■ WHAT THE TASK ASKS: All lines that hold the string "duration" should be copied. Find them in the listing below.

■ DATA:
* * *

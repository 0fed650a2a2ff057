//! HTTP request handlers for the attendance engine API.
//!
//! This module contains the handler functions for all API endpoints.

use std::time::Instant;

use axum::{
    Json, Router,
    extract::{State, rejection::JsonRejection},
    http::{StatusCode, header},
    response::IntoResponse,
    routing::{get, post},
};
use chrono::Utc;
use tracing::{info, warn};
use uuid::Uuid;

use crate::calculation::{calculate_attendance, calculate_stats};
use crate::models::{AttendanceReport, UserRecord};

use super::request::{CalculateRequest, SaveRecordRequest};
use super::response::{ApiError, ApiErrorResponse, SaveRecordResponse};
use super::state::AppState;

/// Creates the API router with all endpoints.
pub fn create_router(state: AppState) -> Router {
    Router::new()
        .route("/calculate", post(calculate_handler))
        .route("/records", get(list_records_handler).post(save_record_handler))
        .with_state(state)
}

/// Maps a JSON extraction rejection onto an API error body.
fn json_rejection_error(correlation_id: Uuid, rejection: JsonRejection) -> ApiError {
    match rejection {
        JsonRejection::JsonDataError(err) => {
            // The body text carries the detailed error from serde
            let body_text = err.body_text();
            warn!(
                correlation_id = %correlation_id,
                error = %body_text,
                "JSON data error"
            );
            if body_text.contains("missing field") {
                ApiError::new("VALIDATION_ERROR", body_text)
            } else {
                ApiError::malformed_json(body_text)
            }
        }
        JsonRejection::JsonSyntaxError(err) => {
            warn!(
                correlation_id = %correlation_id,
                error = %err,
                "JSON syntax error"
            );
            ApiError::malformed_json(format!("Invalid JSON syntax: {}", err))
        }
        JsonRejection::MissingJsonContentType(_) => {
            ApiError::new("MISSING_CONTENT_TYPE", "Content-Type must be application/json")
        }
        _ => ApiError::malformed_json("Failed to parse request body"),
    }
}

/// Handler for POST /calculate endpoint.
///
/// Accepts a date range plus user records and returns the computed
/// timeline and aggregate statistics.
async fn calculate_handler(
    State(state): State<AppState>,
    payload: Result<Json<CalculateRequest>, JsonRejection>,
) -> impl IntoResponse {
    // Correlation ID for request tracking
    let correlation_id = Uuid::new_v4();
    info!(correlation_id = %correlation_id, "Processing calculation request");

    let request = match payload {
        Ok(Json(req)) => req,
        Err(rejection) => {
            let error = json_rejection_error(correlation_id, rejection);
            return (
                StatusCode::BAD_REQUEST,
                [(header::CONTENT_TYPE, "application/json")],
                Json(error),
            )
                .into_response();
        }
    };

    let records: Vec<UserRecord> = request.records.into_iter().map(Into::into).collect();

    let start_time = Instant::now();
    let timeline = calculate_attendance(
        request.start_date,
        request.end_date,
        &records,
        state.calendar(),
    );
    let stats = calculate_stats(&timeline);
    let duration = start_time.elapsed();

    info!(
        correlation_id = %correlation_id,
        start_date = %request.start_date,
        end_date = %request.end_date,
        records_count = records.len(),
        timeline_days = timeline.len(),
        percentage = %stats.percentage,
        duration_us = duration.as_micros(),
        "Calculation completed successfully"
    );

    let report = AttendanceReport {
        report_id: Uuid::new_v4(),
        timestamp: Utc::now(),
        engine_version: env!("CARGO_PKG_VERSION").to_string(),
        start_date: request.start_date,
        end_date: request.end_date,
        timeline,
        stats,
    };

    (
        StatusCode::OK,
        [(header::CONTENT_TYPE, "application/json")],
        Json(report),
    )
        .into_response()
}

/// Handler for GET /records endpoint.
///
/// Returns all persisted user records.
async fn list_records_handler(State(state): State<AppState>) -> impl IntoResponse {
    let correlation_id = Uuid::new_v4();

    let store = state.store().lock().await;
    match store.read() {
        Ok(records) => {
            info!(
                correlation_id = %correlation_id,
                records_count = records.len(),
                "Fetched records"
            );
            (
                StatusCode::OK,
                [(header::CONTENT_TYPE, "application/json")],
                Json(records),
            )
                .into_response()
        }
        Err(err) => {
            warn!(correlation_id = %correlation_id, error = %err, "Failed to fetch records");
            let api_error: ApiErrorResponse = err.into();
            api_error.into_response()
        }
    }
}

/// Handler for POST /records endpoint.
///
/// Upserts the record for a date (last write wins), or deletes it when the
/// requested status is `null`.
async fn save_record_handler(
    State(state): State<AppState>,
    payload: Result<Json<SaveRecordRequest>, JsonRejection>,
) -> impl IntoResponse {
    let correlation_id = Uuid::new_v4();

    let request = match payload {
        Ok(Json(req)) => req,
        Err(rejection) => {
            let error = json_rejection_error(correlation_id, rejection);
            return (
                StatusCode::BAD_REQUEST,
                [(header::CONTENT_TYPE, "application/json")],
                Json(error),
            )
                .into_response();
        }
    };

    let store = state.store().lock().await;
    let result = match request.status {
        Some(status) => store
            .upsert(UserRecord {
                date: request.date,
                status,
            })
            .map(|saved| SaveRecordResponse {
                date: saved.date,
                status: Some(saved.status),
            }),
        None => store.delete(request.date).map(|()| SaveRecordResponse {
            date: request.date,
            status: None,
        }),
    };

    match result {
        Ok(response) => {
            info!(
                correlation_id = %correlation_id,
                date = %response.date,
                deleted = response.status.is_none(),
                "Record saved"
            );
            (
                StatusCode::OK,
                [(header::CONTENT_TYPE, "application/json")],
                Json(response),
            )
                .into_response()
        }
        Err(err) => {
            warn!(correlation_id = %correlation_id, error = %err, "Failed to save record");
            let api_error: ApiErrorResponse = err.into();
            api_error.into_response()
        }
    }
}

#[cfg(test)]
mod tests {
    use super::*;
    use crate::config::{CalendarMetadata, HolidayCalendar};
    use crate::models::HolidayEntry;
    use crate::storage::FileRecordStore;
    use axum::{
        body::Body,
        http::{Request, StatusCode},
    };
    use chrono::NaiveDate;
    use tower::ServiceExt;

    fn make_date(date_str: &str) -> NaiveDate {
        NaiveDate::parse_from_str(date_str, "%Y-%m-%d").unwrap()
    }

    fn test_calendar() -> HolidayCalendar {
        HolidayCalendar::new(
            CalendarMetadata {
                name: "Test Calendar".to_string(),
                year: 2026,
                region: "national".to_string(),
            },
            vec![HolidayEntry {
                date: make_date("2026-12-25"),
                name: "Christmas".to_string(),
            }],
        )
    }

    fn create_test_state() -> AppState {
        let store_path = std::env::temp_dir()
            .join(format!("attendance-api-{}", Uuid::new_v4()))
            .join("records.json");
        AppState::new(test_calendar(), FileRecordStore::new(store_path))
    }

    #[tokio::test]
    async fn test_api_001_valid_calculate_returns_200() {
        let router = create_router(create_test_state());

        let body = r#"{
            "start_date": "2026-01-12",
            "end_date": "2026-01-16",
            "records": []
        }"#;

        let response = router
            .oneshot(
                Request::builder()
                    .method("POST")
                    .uri("/calculate")
                    .header("Content-Type", "application/json")
                    .body(Body::from(body))
                    .unwrap(),
            )
            .await
            .unwrap();

        assert_eq!(response.status(), StatusCode::OK);

        // Verify Content-Type header
        let content_type = response.headers().get("content-type").unwrap();
        assert_eq!(content_type, "application/json");

        let body = axum::body::to_bytes(response.into_body(), usize::MAX)
            .await
            .unwrap();
        let report: AttendanceReport = serde_json::from_slice(&body).unwrap();

        assert_eq!(report.timeline.len(), 5);
        assert_eq!(report.stats.present_days, 5);
        assert_eq!(report.stats.percentage, "100.00");
    }

    #[tokio::test]
    async fn test_api_002_malformed_json_returns_400() {
        let router = create_router(create_test_state());

        let response = router
            .oneshot(
                Request::builder()
                    .method("POST")
                    .uri("/calculate")
                    .header("Content-Type", "application/json")
                    .body(Body::from("{invalid json"))
                    .unwrap(),
            )
            .await
            .unwrap();

        assert_eq!(response.status(), StatusCode::BAD_REQUEST);

        let body = axum::body::to_bytes(response.into_body(), usize::MAX)
            .await
            .unwrap();
        let error: ApiError = serde_json::from_slice(&body).unwrap();

        assert_eq!(error.code, "MALFORMED_JSON");
    }

    #[tokio::test]
    async fn test_api_003_missing_start_date_returns_400() {
        let router = create_router(create_test_state());

        let body = r#"{ "end_date": "2026-01-16" }"#;

        let response = router
            .oneshot(
                Request::builder()
                    .method("POST")
                    .uri("/calculate")
                    .header("Content-Type", "application/json")
                    .body(Body::from(body))
                    .unwrap(),
            )
            .await
            .unwrap();

        assert_eq!(response.status(), StatusCode::BAD_REQUEST);

        let body = axum::body::to_bytes(response.into_body(), usize::MAX)
            .await
            .unwrap();
        let error: ApiError = serde_json::from_slice(&body).unwrap();

        assert!(
            error.message.contains("missing field")
                || error.message.to_lowercase().contains("start_date"),
            "Expected error message to mention missing field or start_date, got: {}",
            error.message
        );
    }

    #[tokio::test]
    async fn test_api_004_inverted_range_returns_empty_timeline() {
        let router = create_router(create_test_state());

        let body = r#"{ "start_date": "2026-01-16", "end_date": "2026-01-12" }"#;

        let response = router
            .oneshot(
                Request::builder()
                    .method("POST")
                    .uri("/calculate")
                    .header("Content-Type", "application/json")
                    .body(Body::from(body))
                    .unwrap(),
            )
            .await
            .unwrap();

        assert_eq!(response.status(), StatusCode::OK);

        let body = axum::body::to_bytes(response.into_body(), usize::MAX)
            .await
            .unwrap();
        let report: AttendanceReport = serde_json::from_slice(&body).unwrap();

        assert!(report.timeline.is_empty());
        assert_eq!(report.stats.percentage, "100.00");
        assert_eq!(report.stats.buffer, 0);
    }

    #[tokio::test]
    async fn test_records_upsert_and_list() {
        let state = create_test_state();
        let router = create_router(state);

        let save_body = r#"{ "date": "2026-01-09", "status": "LEAVE_FULL" }"#;
        let response = router
            .clone()
            .oneshot(
                Request::builder()
                    .method("POST")
                    .uri("/records")
                    .header("Content-Type", "application/json")
                    .body(Body::from(save_body))
                    .unwrap(),
            )
            .await
            .unwrap();
        assert_eq!(response.status(), StatusCode::OK);

        let response = router
            .oneshot(
                Request::builder()
                    .method("GET")
                    .uri("/records")
                    .body(Body::empty())
                    .unwrap(),
            )
            .await
            .unwrap();
        assert_eq!(response.status(), StatusCode::OK);

        let body = axum::body::to_bytes(response.into_body(), usize::MAX)
            .await
            .unwrap();
        let records: Vec<UserRecord> = serde_json::from_slice(&body).unwrap();
        assert_eq!(records.len(), 1);
        assert_eq!(records[0].date, make_date("2026-01-09"));
    }

    #[tokio::test]
    async fn test_records_null_status_deletes() {
        let state = create_test_state();
        let router = create_router(state);

        let save_body = r#"{ "date": "2026-01-09", "status": "LEAVE_FULL" }"#;
        router
            .clone()
            .oneshot(
                Request::builder()
                    .method("POST")
                    .uri("/records")
                    .header("Content-Type", "application/json")
                    .body(Body::from(save_body))
                    .unwrap(),
            )
            .await
            .unwrap();

        let delete_body = r#"{ "date": "2026-01-09", "status": null }"#;
        let response = router
            .clone()
            .oneshot(
                Request::builder()
                    .method("POST")
                    .uri("/records")
                    .header("Content-Type", "application/json")
                    .body(Body::from(delete_body))
                    .unwrap(),
            )
            .await
            .unwrap();
        assert_eq!(response.status(), StatusCode::OK);

        let body = axum::body::to_bytes(response.into_body(), usize::MAX)
            .await
            .unwrap();
        let saved: SaveRecordResponse = serde_json::from_slice(&body).unwrap();
        assert_eq!(saved.status, None);

        let response = router
            .oneshot(
                Request::builder()
                    .method("GET")
                    .uri("/records")
                    .body(Body::empty())
                    .unwrap(),
            )
            .await
            .unwrap();
        let body = axum::body::to_bytes(response.into_body(), usize::MAX)
            .await
            .unwrap();
        let records: Vec<UserRecord> = serde_json::from_slice(&body).unwrap();
        assert!(records.is_empty());
    }
}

* * *

■ TASK RESPONSE:
    let duration = start_time.elapsed();
        duration_us = duration.as_micros(),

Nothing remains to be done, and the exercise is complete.